By Mark Lee
Aug. 28 (Bloomberg) -- Apple Inc.’s iPhone will go on sale in China in the fourth quarter, entering a market that has more wireless subscribers than the combined populations of the U.S. and the 16 nations that use the euro.
China Unicom (Hong Kong) Ltd., the country’s second-biggest provider of mobile-phone service, will sell the iPhone 3G and the 3GS models, Chairman Chang Xiaobing told reporters in Hong Kong today. The three-year deal isn’t exclusive, Apple said. That means other carriers may offer the iPhone in China.
Apple will compete with Research In Motion Ltd.’s BlackBerry and handsets powered by Google Inc.’s Android software in China, where shipments of smart phones may triple by 2013, according to research company IDC. The world’s third- biggest economy has continued to grow during the global recession, fueling demand for electronics and luxury products. China has 695 million mobile-phone users.

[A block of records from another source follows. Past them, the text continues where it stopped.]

use std::path::{Path, PathBuf};
use std::sync::Arc;
use std::time::Duration;

use fcm_storage::{DeviceRegistry, MemoryRegistry, SqliteStorage};
use serde::{Deserialize, Serialize};
use thiserror::Error;

#[derive(Error, Debug)]
pub enum ConfigError {
    #[error("Failed to read config file: {0}")]
    Read(#[from] std::io::Error),
    #[error("Failed to parse config: {0}")]
    Parse(#[from] toml::de::Error),
    #[error("Config file not found at {0}")]
    NotFound(PathBuf),
    #[error("Invalid provider credentials: {0}")]
    Credentials(color_eyre::eyre::Report),
    #[error("Failed to initialize storage: {0}")]
    Storage(color_eyre::eyre::Report),
}

#[derive(Debug, Clone, Serialize, Deserialize)]
pub struct Config {
    /// Service account key file for the push provider.
    pub credentials_path: PathBuf,
    #[serde(default = "default_database_url")]
    pub database_url: String,
    #[serde(default)]
    pub device_registry: RegistryKind,
    #[serde(default = "default_send_timeout")]
    pub send_timeout_secs: u64,
}

/// Device registry implementations selectable from configuration.
#[derive(Debug, Clone, Copy, Serialize, Deserialize, PartialEq, Eq, Default)]
#[serde(rename_all = "lowercase")]
pub enum RegistryKind {
    #[default]
    Sqlite,
    Memory,
}

impl RegistryKind {
    /// Build the registry. `Sqlite` shares the notification database.
    pub fn build(self, storage: &SqliteStorage) -> Arc<dyn DeviceRegistry> {
        match self {
            Self::Sqlite => Arc::new(storage.clone()),
            Self::Memory => Arc::new(MemoryRegistry::new()),
        }
    }
}

fn default_database_url() -> String {
    "fcm.db".to_string()
}

fn default_send_timeout() -> u64 {
    30
}

impl Config {
    /// Load a config file. `DATABASE_URL` overrides `database_url`.
    pub fn load(path: impl AsRef<Path>) -> Result<Self, ConfigError> {
        let path = path.as_ref();
        if !path.exists() {
            return Err(ConfigError::NotFound(path.to_path_buf()));
        }

        let content = std::fs::read_to_string(path)?;
        let mut config = Self::from_toml(&content)?;

        if let Ok(url) = std::env::var("DATABASE_URL") {
            config.database_url = url;
        }

        Ok(config)
    }

    pub fn from_toml(content: &str) -> Result<Self, ConfigError> {
        Ok(toml::from_str(content)?)
    }

    pub fn send_timeout(&self) -> Duration {
        Duration::from_secs(self.send_timeout_secs)
    }
}
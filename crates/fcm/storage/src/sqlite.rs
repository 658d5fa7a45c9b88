//! SQLite storage implementation.

use color_eyre::eyre::WrapErr as _;
use diesel::connection::SimpleConnection as _;
use diesel::prelude::*;
use diesel::r2d2::{ConnectionManager, CustomizeConnection, Pool, PooledConnection};
use diesel::sqlite::SqliteConnection;
use fcm_core::{
    DeliveryLogEntry, NewLogEntry, NewNotification, NotificationFilter, NotificationRequest,
    NotificationStatus,
};

use crate::models::*;
use crate::schema::*;
use crate::traits::*;

type SqlitePool = Pool<ConnectionManager<SqliteConnection>>;

/// Per-connection pragmas. Foreign keys are off by default in SQLite.
#[derive(Debug)]
struct ConnectionOptions;

impl CustomizeConnection<SqliteConnection, diesel::r2d2::Error> for ConnectionOptions {
    fn on_acquire(&self, conn: &mut SqliteConnection) -> Result<(), diesel::r2d2::Error> {
        conn.batch_execute("PRAGMA foreign_keys = ON; PRAGMA busy_timeout = 5000;")
            .map_err(diesel::r2d2::Error::QueryError)
    }
}

/// SQLite-based storage.
#[derive(Clone)]
pub struct SqliteStorage {
    pool: SqlitePool,
}

impl SqliteStorage {
    /// Create a new SQLite storage from a database URL.
    pub fn new(database_url: &str) -> color_eyre::eyre::Result<Self> {
        let manager = ConnectionManager::<SqliteConnection>::new(database_url);
        let pool = Pool::builder()
            .max_size(10)
            .connection_customizer(Box::new(ConnectionOptions))
            .build(manager)
            .wrap_err("failed to create connection pool")?;

        Ok(Self { pool })
    }

    /// Create a migrated in-memory database.
    ///
    /// Every SQLite `:memory:` connection is its own database, so the pool
    /// holds exactly one connection.
    pub fn in_memory() -> color_eyre::eyre::Result<Self> {
        let manager = ConnectionManager::<SqliteConnection>::new(":memory:");
        let pool = Pool::builder()
            .max_size(1)
            .connection_customizer(Box::new(ConnectionOptions))
            .build(manager)
            .wrap_err("failed to create in-memory pool")?;

        let storage = Self { pool };
        storage.run_migrations()?;
        Ok(storage)
    }

    /// Run migrations.
    pub fn run_migrations(&self) -> color_eyre::eyre::Result<()> {
        use diesel_migrations::MigrationHarness as _;

        let mut conn = self
            .pool
            .get()
            .wrap_err("failed to get connection for migrations")?;

        conn.run_pending_migrations(crate::MIGRATIONS)
            .map_err(|e| color_eyre::eyre::eyre!("migration failed: {}", e))?;

        Ok(())
    }

    fn conn(
        &self,
    ) -> color_eyre::eyre::Result<PooledConnection<ConnectionManager<SqliteConnection>>> {
        self.pool
            .get()
            .wrap_err("failed to get database connection")
    }

    fn load_request(
        conn: &mut SqliteConnection,
        id: i64,
    ) -> color_eyre::eyre::Result<Option<NotificationRequest>> {
        let row: Option<NotificationRow> = fcm_notification::table
            .find(id)
            .select(NotificationRow::as_select())
            .first(conn)
            .optional()
            .wrap_err("failed to load notification")?;

        row.map(NotificationRequest::try_from).transpose()
    }

    fn insert_logs(
        conn: &mut SqliteConnection,
        id: i64,
        entries: &[NewLogEntry],
    ) -> color_eyre::eyre::Result<Vec<DeliveryLogEntry>> {
        let mut stored = Vec::with_capacity(entries.len());

        for entry in entries {
            let row = NewLogRow {
                fcm_notification_id: id,
                result: serde_json::to_string(&entry.result)
                    .wrap_err("failed to serialize delivery result")?,
                status: entry.status().code(),
                send_datetime: entry.sent_at.naive_utc(),
            };

            let inserted: LogRow = diesel::insert_into(fcm_notification_log::table)
                .values(&row)
                .returning(LogRow::as_returning())
                .get_result(conn)
                .wrap_err("failed to insert log entry")?;

            stored.push(DeliveryLogEntry::try_from(inserted)?);
        }

        Ok(stored)
    }
}

impl NotificationStore for SqliteStorage {
    fn create(&self, request: &NewNotification) -> color_eyre::eyre::Result<i64> {
        let mut conn = self.conn()?;
        let now = chrono::Utc::now().naive_utc();

        let target =
            serde_json::to_string(&request.target).wrap_err("failed to serialize target")?;
        let extra_data = request
            .extra_data
            .as_ref()
            .map(serde_json::to_string)
            .transpose()
            .wrap_err("failed to serialize extra data")?;
        let delay_time =
            i32::try_from(request.delay_seconds).wrap_err("delay out of range")?;

        let new_row = NewNotificationRow {
            title: &request.title,
            body: &request.body,
            image: request.image.as_deref(),
            target: &target,
            delay_time,
            status: NotificationStatus::Pending.code(),
            extra_data: extra_data.as_deref(),
            create_datetime: now,
            update_datetime: now,
        };

        let id: i64 = diesel::insert_into(fcm_notification::table)
            .values(&new_row)
            .returning(fcm_notification::id)
            .get_result(&mut conn)
            .wrap_err("failed to create notification")?;

        tracing::debug!(
            notification_id = id,
            target_kind = request.target.kind(),
            "notification created"
        );

        Ok(id)
    }

    fn get(&self, id: i64) -> color_eyre::eyre::Result<Option<NotificationRequest>> {
        let mut conn = self.conn()?;
        Self::load_request(&mut conn, id)
    }

    fn list(
        &self,
        filter: &NotificationFilter,
    ) -> color_eyre::eyre::Result<Vec<NotificationRequest>> {
        let mut conn = self.conn()?;

        let mut query = fcm_notification::table
            .select(NotificationRow::as_select())
            .order(fcm_notification::id.asc())
            .into_boxed();

        if let Some(status) = filter.status {
            query = query.filter(fcm_notification::status.eq(status.code()));
        }
        if let Some(limit) = filter.limit {
            query = query.limit(limit);
        }
        if let Some(offset) = filter.offset {
            query = query.offset(offset);
        }

        let rows: Vec<NotificationRow> = query
            .load(&mut conn)
            .wrap_err("failed to list notifications")?;

        rows.into_iter().map(NotificationRequest::try_from).collect()
    }

    fn update_status(&self, id: i64, status: NotificationStatus) -> color_eyre::eyre::Result<()> {
        let mut conn = self.conn()?;
        let now = chrono::Utc::now().naive_utc();

        let updated = diesel::update(fcm_notification::table.find(id))
            .set((
                fcm_notification::status.eq(status.code()),
                fcm_notification::update_datetime.eq(now),
            ))
            .execute(&mut conn)
            .wrap_err("failed to update notification status")?;

        if updated == 0 {
            color_eyre::eyre::bail!("notification {} not found", id);
        }

        Ok(())
    }

    fn append_log_entries(
        &self,
        id: i64,
        entries: &[NewLogEntry],
    ) -> color_eyre::eyre::Result<Vec<DeliveryLogEntry>> {
        let mut conn = self.conn()?;

        conn.immediate_transaction::<_, color_eyre::eyre::Report, _>(|conn| {
            let exists: i64 = fcm_notification::table
                .find(id)
                .count()
                .get_result(conn)
                .wrap_err("failed to check notification")?;

            if exists == 0 {
                color_eyre::eyre::bail!("notification {} not found", id);
            }

            Self::insert_logs(conn, id, entries)
        })
    }

    fn log_entries(&self, id: i64) -> color_eyre::eyre::Result<Vec<DeliveryLogEntry>> {
        let mut conn = self.conn()?;

        let rows: Vec<LogRow> = fcm_notification_log::table
            .filter(fcm_notification_log::fcm_notification_id.eq(id))
            .order(fcm_notification_log::id.asc())
            .select(LogRow::as_select())
            .load(&mut conn)
            .wrap_err("failed to load log entries")?;

        rows.into_iter().map(DeliveryLogEntry::try_from).collect()
    }

    fn claim(&self, id: i64) -> color_eyre::eyre::Result<Claim> {
        let mut conn = self.conn()?;
        let now = chrono::Utc::now().naive_utc();

        conn.immediate_transaction::<_, color_eyre::eyre::Report, _>(|conn| {
            let Some(request) = Self::load_request(conn, id)? else {
                return Ok(Claim::NotFound);
            };

            if request.status != NotificationStatus::Pending {
                return Ok(Claim::NotPending(request.status));
            }

            // Compare-and-set: only a pending row moves to sending
            let updated = diesel::update(
                fcm_notification::table
                    .filter(fcm_notification::id.eq(id))
                    .filter(fcm_notification::status.eq(NotificationStatus::Pending.code())),
            )
            .set((
                fcm_notification::status.eq(NotificationStatus::Sending.code()),
                fcm_notification::update_datetime.eq(now),
            ))
            .execute(conn)
            .wrap_err("failed to claim notification")?;

            if updated == 0 {
                return Ok(Claim::NotPending(NotificationStatus::Sending));
            }

            Ok(Claim::Claimed(NotificationRequest {
                status: NotificationStatus::Sending,
                updated_at: chrono::DateTime::from_naive_utc_and_offset(now, chrono::Utc),
                ..request
            }))
        })
    }

    fn finalize(
        &self,
        id: i64,
        status: NotificationStatus,
        entries: &[NewLogEntry],
    ) -> color_eyre::eyre::Result<Vec<DeliveryLogEntry>> {
        if !status.is_terminal() {
            color_eyre::eyre::bail!("cannot finalize notification {} as {}", id, status);
        }

        let mut conn = self.conn()?;
        let now = chrono::Utc::now().naive_utc();

        conn.immediate_transaction::<_, color_eyre::eyre::Report, _>(|conn| {
            let updated = diesel::update(
                fcm_notification::table
                    .filter(fcm_notification::id.eq(id))
                    .filter(fcm_notification::status.eq(NotificationStatus::Sending.code())),
            )
            .set((
                fcm_notification::status.eq(status.code()),
                fcm_notification::update_datetime.eq(now),
            ))
            .execute(conn)
            .wrap_err("failed to store final status")?;

            if updated == 0 {
                color_eyre::eyre::bail!("notification {} is not being dispatched", id);
            }

            Self::insert_logs(conn, id, entries)
        })
    }

    fn delete(&self, id: i64) -> color_eyre::eyre::Result<bool> {
        let mut conn = self.conn()?;

        conn.immediate_transaction::<_, color_eyre::eyre::Report, _>(|conn| {
            diesel::delete(
                fcm_notification_log::table
                    .filter(fcm_notification_log::fcm_notification_id.eq(id)),
            )
            .execute(conn)
            .wrap_err("failed to delete log entries")?;

            let deleted = diesel::delete(fcm_notification::table.find(id))
                .execute(conn)
                .wrap_err("failed to delete notification")?;

            Ok(deleted > 0)
        })
    }
}

impl DeviceRegistry for SqliteStorage {
    fn register(&self, device_key: &str, token: &str) -> color_eyre::eyre::Result<()> {
        let mut conn = self.conn()?;
        let now = chrono::Utc::now().naive_utc();

        let new_device = NewDevice {
            device_key,
            token,
            create_datetime: now,
            update_datetime: now,
        };

        diesel::insert_into(fcm_device::table)
            .values(&new_device)
            .on_conflict(fcm_device::device_key)
            .do_update()
            .set((
                fcm_device::token.eq(token),
                fcm_device::update_datetime.eq(now),
            ))
            .execute(&mut conn)
            .wrap_err("failed to register device")?;

        Ok(())
    }

    fn lookup(&self, device_key: &str) -> color_eyre::eyre::Result<Option<String>> {
        let mut conn = self.conn()?;

        let result: Option<String> = fcm_device::table
            .filter(fcm_device::device_key.eq(device_key))
            .select(fcm_device::token)
            .first(&mut conn)
            .optional()
            .wrap_err("failed to look up device")?;

        Ok(result)
    }

    fn lookup_many(&self, device_keys: &[&str]) -> color_eyre::eyre::Result<Vec<String>> {
        let mut conn = self.conn()?;

        let rows: Vec<(String, String)> = fcm_device::table
            .filter(fcm_device::device_key.eq_any(device_keys))
            .select((fcm_device::device_key, fcm_device::token))
            .load(&mut conn)
            .wrap_err("failed to look up devices")?;

        let by_key: std::collections::HashMap<String, String> = rows.into_iter().collect();

        Ok(device_keys
            .iter()
            .filter_map(|key| by_key.get(*key).cloned())
            .collect())
    }

    fn unregister(&self, device_key: &str) -> color_eyre::eyre::Result<bool> {
        let mut conn = self.conn()?;

        let deleted = diesel::delete(fcm_device::table.filter(fcm_device::device_key.eq(device_key)))
            .execute(&mut conn)
            .wrap_err("failed to unregister device")?;

        Ok(deleted > 0)
    }
}
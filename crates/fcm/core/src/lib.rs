//! FCM Core Types
//!
//! Data model for push notification requests, delivery logs, and the
//! target resolution rules that gate every provider call.

mod delivery;
mod message;
mod notification;
mod target;

pub use delivery::*;
pub use message::*;
pub use notification::*;
pub use target::*;
use std::sync::Arc;

use fcm_push::FcmClient;
use fcm_storage::{DeviceRegistry, SqliteStorage};

use crate::config::{Config, ConfigError};
use crate::dispatcher::Dispatcher;
use crate::manager::FcmManager;

/// Production wiring: SQLite storage plus the FCM HTTP client.
pub struct FcmRuntime {
    storage: SqliteStorage,
    dispatcher: Dispatcher<SqliteStorage, FcmClient>,
    manager: FcmManager<FcmClient>,
}

impl FcmRuntime {
    pub fn from_config(config: &Config) -> Result<Self, ConfigError> {
        let client = FcmClient::from_file(&config.credentials_path, config.send_timeout())
            .map_err(ConfigError::Credentials)?;

        let storage = SqliteStorage::new(&config.database_url).map_err(ConfigError::Storage)?;
        storage.run_migrations().map_err(ConfigError::Storage)?;

        let registry = config.device_registry.build(&storage);

        tracing::info!(
            database_url = %config.database_url,
            registry = ?config.device_registry,
            "fcm runtime initialized"
        );

        Ok(Self::assemble(storage, client, registry, config))
    }

    /// Replace the device registry chosen by configuration, for
    /// registries that [`RegistryKind`](crate::RegistryKind) cannot build.
    pub fn with_registry(mut self, registry: Arc<dyn DeviceRegistry>) -> Self {
        self.manager = FcmManager::new(self.manager.client().clone(), registry);
        self
    }

    fn assemble(
        storage: SqliteStorage,
        client: FcmClient,
        registry: Arc<dyn DeviceRegistry>,
        config: &Config,
    ) -> Self {
        let dispatcher = Dispatcher::new(storage.clone(), client.clone())
            .with_send_timeout(config.send_timeout());
        let manager = FcmManager::new(client, registry);

        Self {
            storage,
            dispatcher,
            manager,
        }
    }

    pub fn storage(&self) -> &SqliteStorage {
        &self.storage
    }

    pub fn dispatcher(&self) -> &Dispatcher<SqliteStorage, FcmClient> {
        &self.dispatcher
    }

    pub fn manager(&self) -> &FcmManager<FcmClient> {
        &self.manager
    }
}
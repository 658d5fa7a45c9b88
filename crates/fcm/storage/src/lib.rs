//! FCM Storage Layer
//!
//! Diesel-based storage for notification requests, delivery logs, and the
//! default device registry.

mod memory;
mod models;
mod schema;
mod sqlite;
mod traits;

pub use memory::MemoryRegistry;
pub use models::*;
pub use sqlite::SqliteStorage;
pub use traits::*;

use diesel_migrations::{EmbeddedMigrations, embed_migrations};

pub const MIGRATIONS: EmbeddedMigrations = embed_migrations!("migrations");
//! Provider-facing message descriptor.

/// Notification content handed to the delivery client.
#[derive(Debug, Clone, PartialEq, Eq, serde::Serialize, serde::Deserialize)]
pub struct Message {
    pub title: String,
    pub body: String,
    #[serde(default, skip_serializing_if = "Option::is_none")]
    pub image: Option<String>,
}

impl Message {
    pub fn new(title: impl Into<String>, body: impl Into<String>) -> Self {
        Self {
            title: title.into(),
            body: body.into(),
            image: None,
        }
    }

    pub fn with_image(mut self, image: impl Into<String>) -> Self {
        self.image = Some(image.into());
        self
    }
}

/// Destination of a single send.
#[derive(Debug, Clone, PartialEq, Eq)]
pub enum SendTarget {
    Topic(String),
    Token(String),
}

impl SendTarget {
    /// Topic name or token, as recorded in delivery results.
    pub fn name(&self) -> &str {
        match self {
            Self::Topic(name) | Self::Token(name) => name,
        }
    }
}

impl std::fmt::Display for SendTarget {
    fn fmt(&self, f: &mut std::fmt::Formatter<'_>) -> std::fmt::Result {
        match self {
            Self::Topic(name) => write!(f, "/topics/{}", name),
            Self::Token(token) => write!(f, "{}", token),
        }
    }
}
use crate::error::LedgerError;
use rust_decimal::Decimal;
use serde::{Deserialize, Serialize};
use std::fmt;
use std::ops::{Add, AddAssign, Sub, SubAssign};

/// Opaque identifier of a balance record, one-to-one with a user identity.
///
/// The identity collaborator owns the format; the ledger only uses it as a key.
#[derive(Debug, Clone, PartialEq, Eq, Hash, PartialOrd, Ord, Serialize, Deserialize)]
#[serde(transparent)]
pub struct AccountId(String);

impl AccountId {
    pub fn new(id: impl Into<String>) -> Self {
        Self(id.into())
    }

    pub fn as_str(&self) -> &str {
        &self.0
    }
}

impl fmt::Display for AccountId {
    fn fmt(&self, f: &mut fmt::Formatter<'_>) -> fmt::Result {
        f.write_str(&self.0)
    }
}

impl From<&str> for AccountId {
    fn from(id: &str) -> Self {
        Self(id.to_string())
    }
}

impl From<String> for AccountId {
    fn from(id: String) -> Self {
        Self(id)
    }
}

/// The funds held in one balance record.
///
/// A wrapper around `rust_decimal::Decimal`; non-negative everywhere outside
/// an in-progress unit of work.
#[derive(Debug, Clone, Copy, PartialEq, PartialOrd, Default, Serialize, Deserialize)]
pub struct Balance(pub Decimal);

/// A positive monetary amount for transfers.
///
/// Ensures that transfer amounts are always positive.
#[derive(Debug, Clone, Copy, PartialEq, PartialOrd, Serialize, Deserialize)]
pub struct Amount(Decimal);

impl Amount {
    pub fn new(value: Decimal) -> Result<Self, LedgerError> {
        if value > Decimal::ZERO {
            Ok(Self(value))
        } else {
            Err(LedgerError::InvalidAmount)
        }
    }

    pub fn value(&self) -> Decimal {
        self.0
    }
}

impl TryFrom<Decimal> for Amount {
    type Error = LedgerError;

    fn try_from(value: Decimal) -> Result<Self, Self::Error> {
        Self::new(value)
    }
}

impl From<Amount> for Decimal {
    fn from(amount: Amount) -> Self {
        amount.0
    }
}

impl Balance {
    pub const ZERO: Self = Self(Decimal::ZERO);

    pub fn new(amount: Decimal) -> Self {
        Self(amount)
    }

    pub fn value(&self) -> Decimal {
        self.0
    }

    /// True when this balance can cover `amount`.
    pub fn covers(&self, amount: Amount) -> bool {
        self.0 >= amount.value()
    }
}

impl Add for Balance {
    type Output = Self;
    fn add(self, rhs: Self) -> Self::Output {
        Self(self.0 + rhs.0)
    }
}

impl Sub for Balance {
    type Output = Self;
    fn sub(self, rhs: Self) -> Self::Output {
        Self(self.0 - rhs.0)
    }
}

impl AddAssign for Balance {
    fn add_assign(&mut self, rhs: Self) {
        self.0 += rhs.0;
    }
}

impl SubAssign for Balance {
    fn sub_assign(&mut self, rhs: Self) {
        self.0 -= rhs.0;
    }
}

#[cfg(test)]
mod tests {
    use super::*;
    use rust_decimal_macros::dec;

    #[test]
    fn test_balance_arithmetic() {
        let b1 = Balance::new(dec!(10.0));
        let b2 = Balance::new(dec!(5.0));
        assert_eq!(b1 + b2, Balance::new(dec!(15.0)));
        assert_eq!(b1 - b2, Balance::new(dec!(5.0)));
    }

    #[test]
    fn test_amount_validation() {
        assert!(Amount::new(dec!(1.0)).is_ok());
        assert!(matches!(
            Amount::new(dec!(0.0)),
            Err(LedgerError::InvalidAmount)
        ));
        assert!(matches!(
            Amount::new(dec!(-5.0)),
            Err(LedgerError::InvalidAmount)
        ));
    }

    #[test]
    fn test_balance_covers() {
        let balance = Balance::new(dec!(100.0));
        assert!(balance.covers(Amount::new(dec!(100.0)).unwrap()));
        assert!(balance.covers(Amount::new(dec!(40.0)).unwrap()));
        assert!(!balance.covers(Amount::new(dec!(150.0)).unwrap()));
    }

    #[test]
    fn test_account_id_is_opaque() {
        let id = AccountId::from("64f1a2b3c4d5");
        assert_eq!(id.as_str(), "64f1a2b3c4d5");
        assert_eq!(id.to_string(), "64f1a2b3c4d5");
    }
}
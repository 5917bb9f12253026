use rust_decimal::Decimal;
use serde::Deserialize;
use std::io::Read;

#[derive(Debug, Deserialize, PartialEq, Clone, Copy)]
#[serde(rename_all = "lowercase")]
pub enum CommandKind {
    /// Create a balance record with an initial balance.
    Open,
    /// Move an amount from `account` to `to`.
    Transfer,
}

/// One row of the ledger command file.
#[derive(Debug, Deserialize, PartialEq, Clone)]
pub struct Command {
    pub r#type: CommandKind,
    pub account: String,
    pub to: Option<String>,
    pub amount: Option<Decimal>,
}

/// Reads ledger commands from a CSV source.
///
/// Wraps `csv::Reader` and provides an iterator over `Result<Command>`,
/// handling whitespace trimming and flexible record lengths automatically.
pub struct CommandReader<R: Read> {
    reader: csv::Reader<R>,
}

impl<R: Read> CommandReader<R> {
    /// Creates a new `CommandReader` from any `Read` source (e.g., File, Stdin).
    pub fn new(source: R) -> Self {
        let reader = csv::ReaderBuilder::new()
            .trim(csv::Trim::All)
            .flexible(true)
            .from_reader(source);
        Self { reader }
    }

    /// Returns an iterator that lazily reads and deserializes commands.
    ///
    /// Parse failures stay at this layer as `csv::Error`; they never enter
    /// the ledger core.
    pub fn commands(self) -> impl Iterator<Item = csv::Result<Command>> {
        self.reader.into_deserialize()
    }
}
use super::account::{AccountId, Amount};
use crate::error::LedgerError;
use rust_decimal::Decimal;

/// A validated request to move `amount` from `source` to `destination`.
///
/// Construction performs every check that needs no store access, so an
/// invalid request is rejected before a unit of work is opened.
#[derive(Debug, Clone, PartialEq)]
pub struct TransferRequest {
    pub source: AccountId,
    pub destination: AccountId,
    pub amount: Amount,
}

impl TransferRequest {
    /// Builds a request, rejecting non-positive amounts and self-transfers.
    pub fn new(
        source: AccountId,
        destination: AccountId,
        amount: Decimal,
    ) -> Result<Self, LedgerError> {
        let amount = Amount::new(amount)?;
        if source == destination {
            return Err(LedgerError::SelfTransfer);
        }
        Ok(Self {
            source,
            destination,
            amount,
        })
    }
}
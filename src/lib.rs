//! A minimal ledger core: one balance record per account identity and an
//! atomic transfer operation between two records, safe under concurrent
//! requests touching the same account.
//!
//! The crate is layered hexagonally: `domain` holds the vocabulary and the
//! storage ports, `application` the transfer engine, `infrastructure` the
//! store backends, and `interfaces` the CSV adapters used by the batch
//! driver. Authentication and request routing are external collaborators;
//! the core consumes an opaque, already-authenticated account identifier.

pub mod application;
pub mod domain;
pub mod error;
pub mod infrastructure;
pub mod interfaces;
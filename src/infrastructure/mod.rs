//! Storage backends implementing the ledger store ports.

pub mod in_memory;
#[cfg(feature = "storage-rocksdb")]
pub mod rocksdb;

“If Apple can get into the market early, there’s a substantial opportunity for them to win subscribers,” said Jeffrey Fidacaro, an analyst with Susquehanna Financial Group in New York. He has a positive rating on the shares, which he doesn’t own personally.
Unicom’s American depositary receipts climbed 35 cents, or 2.5 percent, to $14.43 at 4 p.m. in New York Stock Exchange composite trading. Apple rose 60 cents to $170.05 in Nasdaq Stock Market trading.
‘Game Changer’
Unicom, which trails China Mobile Ltd. in the wireless market, may use the iPhone to attract higher-spending customers and bolster demand for more profitable Internet services, such as Web browsing and game downloads. Unicom announced the agreement with Apple as it reported a 45 percent decline in first-half profit today.
“Unicom definitely needs the iPhone, or any type of competitive edge, as a game changer,” said Duncan Clark, chairman of BDA China, a Beijing-based technology research firm. The company is the only Chinese carrier using technology that’s compatible with the iPhone, according to Clark.
Unicom had 141.1 million wireless-phone users at the end of July, fewer than a third of China Mobile’s 497.7 million. The company plans to invest 100 billion yuan ($14.6 billion) in mobile services during 2009 and 2010, with most of the money going into so-called third-generation networks.
Phone Subsidies
Unicom will subsidize the iPhone handsets, Chang said, without saying how much they would sell for. Prices of the iPhone 3G in Hong Kong range from HK$4,488 ($579) to HK$6,288, according to Apple’s Web site. The average income per capita in China was $2,370 in 2007, according to the latest World Bank statistics.
China is a “priority project” for Apple, Chief Operating Officer Tim Cook said last month. He said he expected the iPhone to be available in the country in the next 12 months. AT&T Inc., the exclusive carrier for the iPhone in the U.S., reported profit that beat analysts’ estimates last month.
Apple, based in Cupertino, California, began selling the iPhone in June 2007. It has sold 26.4 million worldwide.
“It’s essential for Apple to be in China; it’s a huge market,” said Bertram Lai, deputy head of research at CIMB Securities (HK) Ltd. in Hong Kong. The iPhone “is not just the premium product, it’s an aspirational product,” he said.
Apple plans to offer the iPhone 3GS, the newest model, in more than 80 countries. It introduced the device in June in eight countries, gradually adding markets since then.
Shipments Will Triple
Apple will initially offer iPhones in China without the Wi- Fi communications standard, Unicom said. The technology was previously banned on mobile phones by the Chinese government. That restriction was lifted in May, according to BDA.
In January, Unicom, China Mobile, and China Telecom won licenses to operate 3G services, which allow faster data downloads on mobile phones.
China Mobile said this month it will work with Dell Inc. and HTC Corp. to develop handsets that use its own operating system. The software is based on Google’s Android technology. In 2005, the carrier started offering Research In Motion’s BlackBerry devices.
Shipments of smart phones -- handsets that can handle Web browsing, video and applications -- will more than triple in China by 2013, up from last year’s unit sales of 11 million, said Aloysius Choong, a Singapore-based analyst at IDC.
More than 1.5 million iPhones have already been sold in China through unofficial distributors, according to BDA.
Unicom’s first-half profit fell to 6.62 billion yuan from 12.09 billion yuan a year earlier, the company said. Earnings will stabilize in the second half of the year, Chief Financial Officer Tong Jilu said today.
In October, Unicom bought China Netcom Group Corp., the dominant land-line carrier in northern China, after selling the smaller of its two mobile-phone units to China Telecom. The shakeup was part of a government-led industry restructuring to boost competition.